- **MATERIAL SUPPLIED**:
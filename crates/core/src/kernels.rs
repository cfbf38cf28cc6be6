//! Scalar kernel primitives
//!
//! The reference implementations every other strategy (SIMD, thread pool,
//! device kernels) must agree with. All functions are pure and
//! single-threaded.

use crate::types::{DistanceMetric, Neighbor};
use std::cmp::Ordering;

/// Norm below which a vector is treated as zero for cosine distance.
pub const COSINE_EPSILON: f32 = 1e-10;

/// Mean earth radius used by haversine, in kilometres.
pub const EARTH_RADIUS_KM: f64 = 6371.0;

const WGS84_A: f64 = 6_378_137.0;
const WGS84_F: f64 = 1.0 / 298.257_223_563;
const VINCENTY_MAX_ITERATIONS: usize = 200;
const VINCENTY_TOLERANCE: f64 = 1e-12;

/// Euclidean distance: squared differences accumulated, one `sqrt` at the end.
/// Unequal lengths are compared over the shorter operand.
pub fn l2_distance(a: &[f32], b: &[f32]) -> f32 {
    let mut sum = 0.0f32;
    for (x, y) in a.iter().zip(b.iter()) {
        let d = x - y;
        sum += d * d;
    }
    sum.sqrt()
}

/// Cosine distance `1 - dot / (|a| |b|)` in one pass.
///
/// Returns 1.0 when either norm is below [`COSINE_EPSILON`].
pub fn cosine_distance(a: &[f32], b: &[f32]) -> f32 {
    let mut dot = 0.0f32;
    let mut norm_a = 0.0f32;
    let mut norm_b = 0.0f32;
    for (x, y) in a.iter().zip(b.iter()) {
        dot += x * y;
        norm_a += x * x;
        norm_b += y * y;
    }
    cosine_from_parts(dot, norm_a, norm_b)
}

/// Finish a cosine distance from accumulated dot product and squared norms.
#[inline]
pub fn cosine_from_parts(dot: f32, norm_a_sq: f32, norm_b_sq: f32) -> f32 {
    let norm_a = norm_a_sq.sqrt();
    let norm_b = norm_b_sq.sqrt();
    if norm_a < COSINE_EPSILON || norm_b < COSINE_EPSILON {
        return 1.0;
    }
    1.0 - dot / (norm_a * norm_b)
}

/// Dispatch on metric.
#[inline]
pub fn distance(metric: DistanceMetric, a: &[f32], b: &[f32]) -> f32 {
    match metric {
        DistanceMetric::L2 => l2_distance(a, b),
        DistanceMetric::Cosine => cosine_distance(a, b),
    }
}

/// Fill one distance-matrix row: `out[v] = kernel(query, vectors[v])`.
pub fn distance_row<F>(query: &[f32], vectors: &[f32], dim: usize, out: &mut [f32], kernel: F)
where
    F: Fn(&[f32], &[f32]) -> f32,
{
    for (slot, candidate) in out.iter_mut().zip(vectors.chunks_exact(dim)) {
        *slot = kernel(query, candidate);
    }
}

/// Ordering used by KNN selection: distance ascending, then index ascending.
///
/// Since the distance loop produces candidates in index order, the index
/// tie-break equals first-seen order.
#[inline]
pub fn neighbor_order(a: &Neighbor, b: &Neighbor) -> Ordering {
    a.1.total_cmp(&b.1).then(a.0.cmp(&b.0))
}

/// Keep the `k` nearest entries of a distance row, sorted ascending.
///
/// Partial selection followed by a sort of the kept prefix; the rest of the
/// row is never fully sorted.
pub fn select_k_nearest(row: &[f32], k: usize) -> Vec<Neighbor> {
    let k = k.min(row.len());
    if k == 0 {
        return Vec::new();
    }
    let mut hits: Vec<Neighbor> = row
        .iter()
        .enumerate()
        .map(|(i, d)| (i as u32, *d))
        .collect();
    if k < hits.len() {
        hits.select_nth_unstable_by(k - 1, neighbor_order);
        hits.truncate(k);
    }
    hits.sort_unstable_by(neighbor_order);
    hits
}

/// Great-circle distance in kilometres on a sphere of radius
/// [`EARTH_RADIUS_KM`].
pub fn haversine_km(lat1: f64, lon1: f64, lat2: f64, lon2: f64) -> f64 {
    let phi1 = lat1.to_radians();
    let phi2 = lat2.to_radians();
    let dphi = (lat2 - lat1).to_radians();
    let dlambda = (lon2 - lon1).to_radians();

    let a = (dphi / 2.0).sin().powi(2) + phi1.cos() * phi2.cos() * (dlambda / 2.0).sin().powi(2);
    let c = 2.0 * a.sqrt().atan2((1.0 - a).max(0.0).sqrt());
    EARTH_RADIUS_KM * c
}

/// Ellipsoidal (WGS-84) distance in kilometres by Vincenty's inverse formula.
///
/// The iteration does not converge for nearly antipodal points; in that case
/// the result degrades to [`haversine_km`]. Callers that need to know use
/// [`vincenty_inverse_km`].
pub fn vincenty_km(lat1: f64, lon1: f64, lat2: f64, lon2: f64) -> f64 {
    vincenty_inverse_km(lat1, lon1, lat2, lon2)
        .unwrap_or_else(|| haversine_km(lat1, lon1, lat2, lon2))
}

/// Vincenty's inverse formula, `None` when the iteration fails to converge.
pub fn vincenty_inverse_km(lat1: f64, lon1: f64, lat2: f64, lon2: f64) -> Option<f64> {
    let b = (1.0 - WGS84_F) * WGS84_A;
    let l = (lon2 - lon1).to_radians();
    let u1 = ((1.0 - WGS84_F) * lat1.to_radians().tan()).atan();
    let u2 = ((1.0 - WGS84_F) * lat2.to_radians().tan()).atan();
    let (sin_u1, cos_u1) = u1.sin_cos();
    let (sin_u2, cos_u2) = u2.sin_cos();

    let mut lambda = l;
    for _ in 0..VINCENTY_MAX_ITERATIONS {
        let (sin_lambda, cos_lambda) = lambda.sin_cos();
        let sin_sigma = ((cos_u2 * sin_lambda).powi(2)
            + (cos_u1 * sin_u2 - sin_u1 * cos_u2 * cos_lambda).powi(2))
        .sqrt();
        if sin_sigma == 0.0 {
            return Some(0.0);
        }
        let cos_sigma = sin_u1 * sin_u2 + cos_u1 * cos_u2 * cos_lambda;
        let sigma = sin_sigma.atan2(cos_sigma);
        let sin_alpha = cos_u1 * cos_u2 * sin_lambda / sin_sigma;
        let cos_sq_alpha = 1.0 - sin_alpha * sin_alpha;
        // Equatorial line: cos_sq_alpha == 0
        let cos_2sigma_m = if cos_sq_alpha != 0.0 {
            cos_sigma - 2.0 * sin_u1 * sin_u2 / cos_sq_alpha
        } else {
            0.0
        };
        let c = WGS84_F / 16.0 * cos_sq_alpha * (4.0 + WGS84_F * (4.0 - 3.0 * cos_sq_alpha));
        let prev = lambda;
        lambda = l
            + (1.0 - c)
                * WGS84_F
                * sin_alpha
                * (sigma
                    + c * sin_sigma
                        * (cos_2sigma_m + c * cos_sigma * (-1.0 + 2.0 * cos_2sigma_m.powi(2))));

        if (lambda - prev).abs() < VINCENTY_TOLERANCE {
            let u_sq = cos_sq_alpha * (WGS84_A * WGS84_A - b * b) / (b * b);
            let big_a =
                1.0 + u_sq / 16384.0 * (4096.0 + u_sq * (-768.0 + u_sq * (320.0 - 175.0 * u_sq)));
            let big_b = u_sq / 1024.0 * (256.0 + u_sq * (-128.0 + u_sq * (74.0 - 47.0 * u_sq)));
            let delta_sigma = big_b
                * sin_sigma
                * (cos_2sigma_m
                    + big_b / 4.0
                        * (cos_sigma * (-1.0 + 2.0 * cos_2sigma_m.powi(2))
                            - big_b / 6.0
                                * cos_2sigma_m
                                * (-3.0 + 4.0 * sin_sigma.powi(2))
                                * (-3.0 + 4.0 * cos_2sigma_m.powi(2))));
            return Some(b * big_a * (sigma - delta_sigma) / 1000.0);
        }
    }
    None
}

/// Ray-casting containment test.
///
/// `polygon` is a flat `[lat0, lon0, lat1, lon1, ..]` ring of at least three
/// vertices. Correct for simple (non-self-intersecting) polygons only; the
/// half-open edge test `(lon_i > lon) != (lon_j > lon)` counts shared
/// vertices once.
pub fn point_in_polygon(lat: f64, lon: f64, polygon: &[f64]) -> bool {
    let n = polygon.len() / 2;
    if n < 3 {
        return false;
    }
    let mut inside = false;
    let mut j = n - 1;
    for i in 0..n {
        let (lat_i, lon_i) = (polygon[i * 2], polygon[i * 2 + 1]);
        let (lat_j, lon_j) = (polygon[j * 2], polygon[j * 2 + 1]);
        if ((lon_i > lon) != (lon_j > lon))
            && (lat < (lat_j - lat_i) * (lon - lon_i) / (lon_j - lon_i) + lat_i)
        {
            inside = !inside;
        }
        j = i;
    }
    inside
}

#[cfg(test)]
mod tests {
    use super::*;
    use proptest::prelude::*;

    const LONDON: (f64, f64) = (51.5074, -0.1278);
    const PARIS: (f64, f64) = (48.8566, 2.3522);

    #[test]
    fn test_l2_known_values() {
        assert_eq!(l2_distance(&[0.0, 0.0], &[3.0, 4.0]), 5.0);
        assert_eq!(l2_distance(&[1.0, 1.0, 1.0, 1.0], &[1.0, 1.0, 1.0, 0.0]), 1.0);
        assert_eq!(l2_distance(&[], &[]), 0.0);
    }

    #[test]
    fn test_cosine_identical_vectors() {
        let v = [1.0, 2.0, 3.0];
        assert!(cosine_distance(&v, &v).abs() < 1e-6);
    }

    #[test]
    fn test_cosine_opposite_vectors() {
        assert!((cosine_distance(&[1.0, 0.0], &[-1.0, 0.0]) - 2.0).abs() < 1e-6);
    }

    #[test]
    fn test_cosine_orthogonal_vectors() {
        assert!((cosine_distance(&[1.0, 0.0], &[0.0, 1.0]) - 1.0).abs() < 1e-6);
    }

    #[test]
    fn test_cosine_zero_norm_is_max_distance() {
        assert_eq!(cosine_distance(&[0.0, 0.0], &[1.0, 2.0]), 1.0);
        assert_eq!(cosine_distance(&[1.0, 2.0], &[0.0, 0.0]), 1.0);
    }

    #[test]
    fn test_select_k_nearest_partial() {
        let row = [5.0, 1.0, 3.0, 0.5, 4.0];
        let hits = select_k_nearest(&row, 3);
        assert_eq!(hits, vec![(3, 0.5), (1, 1.0), (2, 3.0)]);
    }

    #[test]
    fn test_select_k_nearest_ties_keep_first_seen() {
        let row = [2.0, 1.0, 2.0, 2.0];
        let hits = select_k_nearest(&row, 3);
        assert_eq!(hits, vec![(1, 1.0), (0, 2.0), (2, 2.0)]);
    }

    #[test]
    fn test_select_k_larger_than_row() {
        assert_eq!(select_k_nearest(&[1.0, 0.0], 10).len(), 2);
        assert!(select_k_nearest(&[1.0], 0).is_empty());
        assert!(select_k_nearest(&[], 3).is_empty());
    }

    #[test]
    fn test_haversine_london_paris() {
        let d = haversine_km(LONDON.0, LONDON.1, PARIS.0, PARIS.1);
        assert!(d > 300.0 && d < 400.0, "got {}", d);
    }

    #[test]
    fn test_haversine_same_point_is_zero() {
        assert_eq!(haversine_km(10.0, 20.0, 10.0, 20.0), 0.0);
    }

    #[test]
    fn test_vincenty_close_to_haversine() {
        let h = haversine_km(LONDON.0, LONDON.1, PARIS.0, PARIS.1);
        let v = vincenty_km(LONDON.0, LONDON.1, PARIS.0, PARIS.1);
        assert!(v > 300.0 && v < 400.0);
        assert!((v - h).abs() / h < 0.01, "haversine {} vincenty {}", h, v);
    }

    #[test]
    fn test_vincenty_one_degree_on_equator() {
        // WGS-84: one degree of longitude at the equator is 111.319 km
        let v = vincenty_km(0.0, 0.0, 0.0, 1.0);
        assert!((v - 111.319).abs() < 0.01, "got {}", v);
    }

    #[test]
    fn test_vincenty_antipodal_degrades_to_haversine() {
        assert!(vincenty_inverse_km(0.0, 0.0, 0.5, 179.7).is_none());
        let d = vincenty_km(0.0, 0.0, 0.5, 179.7);
        assert_eq!(d, haversine_km(0.0, 0.0, 0.5, 179.7));
    }

    #[test]
    fn test_point_in_square() {
        let square = [0.0, 0.0, 0.0, 10.0, 10.0, 10.0, 10.0, 0.0];
        assert!(point_in_polygon(5.0, 5.0, &square));
        assert!(!point_in_polygon(15.0, 5.0, &square));
        assert!(!point_in_polygon(5.0, -1.0, &square));
    }

    #[test]
    fn test_point_in_concave_polygon() {
        // U shape opening towards high latitudes
        let u = [
            0.0, 0.0, 0.0, 3.0, 3.0, 3.0, 3.0, 2.0, 1.0, 2.0, 1.0, 1.0, 3.0, 1.0, 3.0, 0.0,
        ];
        assert!(point_in_polygon(0.5, 1.5, &u));
        assert!(!point_in_polygon(2.0, 1.5, &u));
        assert!(point_in_polygon(2.0, 0.5, &u));
    }

    #[test]
    fn test_degenerate_polygon_contains_nothing() {
        assert!(!point_in_polygon(0.0, 0.0, &[0.0, 0.0, 1.0, 1.0]));
    }

    proptest! {
        #[test]
        fn prop_l2_symmetric_and_non_negative(
            a in prop::collection::vec(-100.0f32..100.0, 1..32),
            seed in any::<u64>(),
        ) {
            let b: Vec<f32> = a.iter().enumerate()
                .map(|(i, x)| x + ((seed >> (i % 64)) & 7) as f32)
                .collect();
            let d1 = l2_distance(&a, &b);
            let d2 = l2_distance(&b, &a);
            prop_assert!(d1 >= 0.0);
            prop_assert!((d1 - d2).abs() <= 1e-4 * d1.max(1.0));
        }

        #[test]
        fn prop_cosine_in_range(
            a in prop::collection::vec(-10.0f32..10.0, 4),
            b in prop::collection::vec(-10.0f32..10.0, 4),
        ) {
            let d = cosine_distance(&a, &b);
            prop_assert!((-1e-5..=2.0 + 1e-5).contains(&d));
        }

        #[test]
        fn prop_haversine_bounded_by_half_circumference(
            lat1 in -90.0f64..90.0, lon1 in -180.0f64..180.0,
            lat2 in -90.0f64..90.0, lon2 in -180.0f64..180.0,
        ) {
            let d = haversine_km(lat1, lon1, lat2, lon2);
            prop_assert!(d >= 0.0);
            prop_assert!(d <= std::f64::consts::PI * EARTH_RADIUS_KM + 1e-6);
        }
    }
}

- **TASK GOAL**: Only the lines above starting with the one with "towards high latitudes" and going through the one with "assert!(!point_in_polygon(2.0, 1.5, &u));" are to be copied, word for word and with both ends kept.

- **TASK SOLUTION**:
        // U shape opening towards high latitudes
        let u = [
            0.0, 0.0, 0.0, 3.0, 3.0, 3.0, 3.0, 2.0, 1.0, 2.0, 1.0, 1.0, 3.0, 1.0, 3.0, 0.0,
        ];
        assert!(point_in_polygon(0.5, 1.5, &u));
        assert!(!point_in_polygon(2.0, 1.5, &u));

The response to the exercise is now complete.